* Aim of the exercise
Repeat exactly, and only, the lines of the entries below from the one with "let from = world.user(&requester)?;" through the one with "test suite and", both ends included.

* Records for the exercise
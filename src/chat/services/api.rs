//! Object-safe facade over the chat service for transports.

use super::{ChatResult, ChatService, MessagePage, SendMessageRequest};
use crate::chat::{
    domain::{ConversationId, ConversationView, Message, MessageId, ParticipantPair, UserId, UserSummary},
    ports::{ConversationRepository, EventPublisher, MessageRepository, UserDirectory},
};
use async_trait::async_trait;
use mockable::Clock;

/// Chat operations available to an authenticated caller.
///
/// Transports hold this as `Arc<dyn ChatApi>` so they stay independent of the
/// service's storage parameters. See [`ChatService`] for the semantics of each
/// operation.
#[async_trait]
pub trait ChatApi: Send + Sync {
    /// See [`ChatService::create_conversation`].
    async fn create_conversation(
        &self,
        requester: UserId,
        participant: UserId,
    ) -> ChatResult<ConversationView>;

    /// See [`ChatService::get_conversation`].
    async fn get_conversation(
        &self,
        conversation_id: ConversationId,
        requester: UserId,
    ) -> ChatResult<ConversationView>;

    /// See [`ChatService::list_conversations`].
    async fn list_conversations(&self, requester: UserId) -> ChatResult<Vec<ConversationView>>;

    /// See [`ChatService::send_message`].
    async fn send_message(
        &self,
        conversation_id: ConversationId,
        sender: UserId,
        request: SendMessageRequest,
    ) -> ChatResult<Message>;

    /// See [`ChatService::get_messages`].
    async fn get_messages(
        &self,
        conversation_id: ConversationId,
        requester: UserId,
        page: MessagePage,
    ) -> ChatResult<Vec<Message>>;

    /// See [`ChatService::mark_message_read`].
    async fn mark_message_read(&self, message_id: MessageId, requester: UserId)
    -> ChatResult<Message>;

    /// See [`ChatService::mark_conversation_read`].
    async fn mark_conversation_read(
        &self,
        conversation_id: ConversationId,
        requester: UserId,
    ) -> ChatResult<usize>;

    /// See [`ChatService::get_unread_count`].
    async fn get_unread_count(&self, requester: UserId) -> ChatResult<u64>;

    /// See [`ChatService::delete_conversation`].
    async fn delete_conversation(
        &self,
        conversation_id: ConversationId,
        requester: UserId,
    ) -> ChatResult<()>;

    /// See [`ChatService::search_users`].
    async fn search_users(&self, query: &str, requester: UserId) -> ChatResult<Vec<UserSummary>>;

    /// See [`ChatService::conversation_participants`].
    async fn conversation_participants(
        &self,
        conversation_id: ConversationId,
        requester: UserId,
    ) -> ChatResult<ParticipantPair>;
}

#[async_trait]
impl<CR, MR, D, P, K> ChatApi for ChatService<CR, MR, D, P, K>
where
    CR: ConversationRepository + 'static,
    MR: MessageRepository + 'static,
    D: UserDirectory + 'static,
    P: EventPublisher + 'static,
    K: Clock + Send + Sync + 'static,
{
    async fn create_conversation(
        &self,
        requester: UserId,
        participant: UserId,
    ) -> ChatResult<ConversationView> {
        Self::create_conversation(self, requester, participant).await
    }

    async fn get_conversation(
        &self,
        conversation_id: ConversationId,
        requester: UserId,
    ) -> ChatResult<ConversationView> {
        Self::get_conversation(self, conversation_id, requester).await
    }

    async fn list_conversations(&self, requester: UserId) -> ChatResult<Vec<ConversationView>> {
        Self::list_conversations(self, requester).await
    }

    async fn send_message(
        &self,
        conversation_id: ConversationId,
        sender: UserId,
        request: SendMessageRequest,
    ) -> ChatResult<Message> {
        Self::send_message(self, conversation_id, sender, request).await
    }

    async fn get_messages(
        &self,
        conversation_id: ConversationId,
        requester: UserId,
        page: MessagePage,
    ) -> ChatResult<Vec<Message>> {
        Self::get_messages(self, conversation_id, requester, page).await
    }

    async fn mark_message_read(
        &self,
        message_id: MessageId,
        requester: UserId,
    ) -> ChatResult<Message> {
        Self::mark_message_read(self, message_id, requester).await
    }

    async fn mark_conversation_read(
        &self,
        conversation_id: ConversationId,
        requester: UserId,
    ) -> ChatResult<usize> {
        Self::mark_conversation_read(self, conversation_id, requester).await
    }

    async fn get_unread_count(&self, requester: UserId) -> ChatResult<u64> {
        Self::get_unread_count(self, requester).await
    }

    async fn delete_conversation(
        &self,
        conversation_id: ConversationId,
        requester: UserId,
    ) -> ChatResult<()> {
        Self::delete_conversation(self, conversation_id, requester).await
    }

    async fn search_users(&self, query: &str, requester: UserId) -> ChatResult<Vec<UserSummary>> {
        Self::search_users(self, query, requester).await
    }

    async fn conversation_participants(
        &self,
        conversation_id: ConversationId,
        requester: UserId,
    ) -> ChatResult<ParticipantPair> {
        Self::conversation_participants(self, conversation_id, requester).await
    }
}
//! When steps for conversation lifecycle BDD scenarios.

use super::world::{ConversationWorld, run_async};
use eyre::WrapErr;
use rstest_bdd_macros::when;
use tandem::chat::services::SendMessageRequest;

#[when(r#""{requester}" opens a conversation with "{participant}""#)]
fn open_conversation(
    world: &mut ConversationWorld,
    requester: String,
    participant: String,
) -> Result<(), eyre::Report> {
    let from = world.user(&requester)?;
    let to = world.user(&participant)?;
    let view = run_async(world.service.create_conversation(from, to))
        .wrap_err("open conversation")?;
    world.openings.push(view);
    Ok(())
}

#[when(r#""{sender}" sends "{content}""#)]
fn send_message(
    world: &mut ConversationWorld,
    sender: String,
    content: String,
) -> Result<(), eyre::Report> {
    let from = world.user(&sender)?;
    let conversation_id = world.conversation_id()?;
    let result = run_async(world.service.send_message(
        conversation_id,
        from,
        SendMessageRequest::text(content),
    ));
    world.last_send = Some(result);
    Ok(())
}

#[when(r#""{reader}" reads the conversation"#)]
fn read_conversation(world: &mut ConversationWorld, reader: String) -> Result<(), eyre::Report> {
    let by = world.user(&reader)?;
    let conversation_id = world.conversation_id()?;
    run_async(world.service.mark_conversation_read(conversation_id, by))
        .wrap_err("mark conversation read")?;
    Ok(())
}
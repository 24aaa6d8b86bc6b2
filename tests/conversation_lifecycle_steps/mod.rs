//! Step definitions for conversation lifecycle scenarios.

mod given;
mod then;
mod when;
pub mod world;
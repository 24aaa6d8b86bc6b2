//! In-memory adapter implementations.
//!
//! These adapters are thread-safe and back both the test suite and
//! single-process deployments that do not configure a database.

mod conversation;
mod directory;
mod message;
pub mod seed;

pub use conversation::InMemoryConversationRepository;
pub use directory::{InMemoryIdentityVerifier, InMemoryUserDirectory};
pub use message::InMemoryMessageRepository;
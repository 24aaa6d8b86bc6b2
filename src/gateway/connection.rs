//! Per-connection lifecycle.

use super::{GatewayError, GatewayResult, ServerFrame};
use crate::chat::domain::UserId;
use serde::{Deserialize, Serialize};
use std::fmt;
use tokio::sync::mpsc;
use tracing::debug;
use uuid::Uuid;

/// Identifies one socket, distinguishing successive connections of the same
/// user.
#[derive(Debug, Clone, Copy, PartialEq, Eq, Hash, Serialize, Deserialize)]
#[serde(transparent)]
pub struct ConnectionId(Uuid);

impl ConnectionId {
    /// Creates a new random connection identifier.
    #[must_use]
    pub fn new() -> Self {
        Self(Uuid::new_v4())
    }
}

impl Default for ConnectionId {
    fn default() -> Self {
        Self::new()
    }
}

impl fmt::Display for ConnectionId {
    fn fmt(&self, f: &mut fmt::Formatter<'_>) -> fmt::Result {
        write!(f, "{}", self.0)
    }
}

/// Lifecycle phase of a connection.
///
/// ```text
/// Connecting -> Authenticated -> Active -> Disconnected
///      \______________\____________________/
/// ```
///
/// Every phase may move to `Disconnected`; `Disconnected` is terminal.
#[derive(Debug, Clone, Copy, PartialEq, Eq, Hash, Serialize, Deserialize)]
#[serde(rename_all = "snake_case")]
pub enum ConnectionPhase {
    /// Handshake received, credential not yet verified.
    Connecting,
    /// Credential verified, not yet registered for pushes.
    Authenticated,
    /// Registered and accepting frames.
    Active,
    /// Closed or rejected.
    Disconnected,
}

impl ConnectionPhase {
    /// Returns the canonical representation.
    #[must_use]
    pub const fn as_str(self) -> &'static str {
        match self {
            Self::Connecting => "connecting",
            Self::Authenticated => "authenticated",
            Self::Active => "active",
            Self::Disconnected => "disconnected",
        }
    }

    /// Returns `true` when moving from `self` to `next` is allowed.
    #[must_use]
    pub const fn can_transition_to(self, next: Self) -> bool {
        matches!(
            (self, next),
            (Self::Connecting, Self::Authenticated)
                | (Self::Authenticated, Self::Active)
                | (
                    Self::Connecting | Self::Authenticated | Self::Active,
                    Self::Disconnected
                )
        )
    }
}

impl fmt::Display for ConnectionPhase {
    fn fmt(&self, f: &mut fmt::Formatter<'_>) -> fmt::Result {
        f.write_str(self.as_str())
    }
}

/// Gateway-side state for one socket.
///
/// The session owns a sender into the connection's outbound queue, used for
/// replies to the connection's own requests. Pushes from other users travel
/// through the registry's copy of the same sender.
#[derive(Debug)]
pub struct Session {
    connection_id: ConnectionId,
    phase: ConnectionPhase,
    user_id: Option<UserId>,
    user_name: Option<String>,
    sender: mpsc::Sender<ServerFrame>,
}

impl Session {
    /// Starts a session in [`ConnectionPhase::Connecting`].
    #[must_use]
    pub fn connecting(sender: mpsc::Sender<ServerFrame>) -> Self {
        Self {
            connection_id: ConnectionId::new(),
            phase: ConnectionPhase::Connecting,
            user_id: None,
            user_name: None,
            sender,
        }
    }

    /// Returns the connection identifier.
    #[must_use]
    pub const fn connection_id(&self) -> ConnectionId {
        self.connection_id
    }

    /// Returns the current phase.
    #[must_use]
    pub const fn phase(&self) -> ConnectionPhase {
        self.phase
    }

    /// Returns the verified identity, once authenticated.
    #[must_use]
    pub const fn user_id(&self) -> Option<UserId> {
        self.user_id
    }

    /// Returns the display name shown in typing notifications.
    #[must_use]
    pub fn user_name(&self) -> Option<&str> {
        self.user_name.as_deref()
    }

    /// Returns a sender into this connection's outbound queue.
    #[must_use]
    pub fn sender(&self) -> mpsc::Sender<ServerFrame> {
        self.sender.clone()
    }

    /// Records the verified identity and moves to
    /// [`ConnectionPhase::Authenticated`].
    ///
    /// # Errors
    ///
    /// Returns [`GatewayError::InvalidTransition`] unless the session is
    /// still connecting.
    pub fn authenticate(&mut self, user_id: UserId, user_name: Option<String>) -> GatewayResult<()> {
        self.transition(ConnectionPhase::Authenticated)?;
        self.user_id = Some(user_id);
        self.user_name = user_name;
        Ok(())
    }

    /// Moves to `next`.
    ///
    /// # Errors
    ///
    /// Returns [`GatewayError::InvalidTransition`] when the phase machine
    /// forbids the move.
    pub fn transition(&mut self, next: ConnectionPhase) -> GatewayResult<()> {
        if !self.phase.can_transition_to(next) {
            return Err(GatewayError::InvalidTransition {
                from: self.phase,
                to: next,
            });
        }
        debug!(connection_id = %self.connection_id, from = %self.phase, to = %next, "connection phase changed");
        self.phase = next;
        Ok(())
    }

    /// Returns the identity of an active session.
    ///
    /// # Errors
    ///
    /// Returns [`GatewayError::InvalidTransition`] towards
    /// [`ConnectionPhase::Active`] when the session is not active.
    pub fn active_user(&self) -> GatewayResult<UserId> {
        match (self.phase, self.user_id) {
            (ConnectionPhase::Active, Some(user_id)) => Ok(user_id),
            _ => Err(GatewayError::InvalidTransition {
                from: self.phase,
                to: ConnectionPhase::Active,
            }),
        }
    }

    /// Queues a reply for this connection, waiting for queue space. The
    /// reply is dropped when the socket writer has already gone away.
    pub async fn reply(&self, frame: ServerFrame) {
        if self.sender.send(frame).await.is_err() {
            debug!(connection_id = %self.connection_id, "reply dropped; writer closed");
        }
    }
}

* Task answer
    let from = world.user(&requester)?;
    let to = world.user(&participant)?;
    let view = run_async(world.service.create_conversation(from, to))
        .wrap_err("open conversation")?;
    world.openings.push(view);
    Ok(())
}

#[when(r#""{sender}" sends "{content}""#)]
fn send_message(
    world: &mut ConversationWorld,
    sender: String,
    content: String,
) -> Result<(), eyre::Report> {
    let from = world.user(&sender)?;
    let conversation_id = world.conversation_id()?;
    let result = run_async(world.service.send_message(
        conversation_id,
        from,
        SendMessageRequest::text(content),
    ));
    world.last_send = Some(result);
    Ok(())
}

#[when(r#""{reader}" reads the conversation"#)]
fn read_conversation(world: &mut ConversationWorld, reader: String) -> Result<(), eyre::Report> {
    let by = world.user(&reader)?;
    let conversation_id = world.conversation_id()?;
    run_async(world.service.mark_conversation_read(conversation_id, by))
        .wrap_err("mark conversation read")?;
    Ok(())
}
repository 24aaa6d8b86bc6b2
filename tests/conversation_lifecycle_steps/mod.rs
//! Step definitions for conversation lifecycle scenarios.

mod given;
mod then;
mod when;
pub mod world;
repository 24aaa6d8b86bc6b2
//! In-memory adapter implementations.
//!
//! These adapters are thread-safe and back both the test suite and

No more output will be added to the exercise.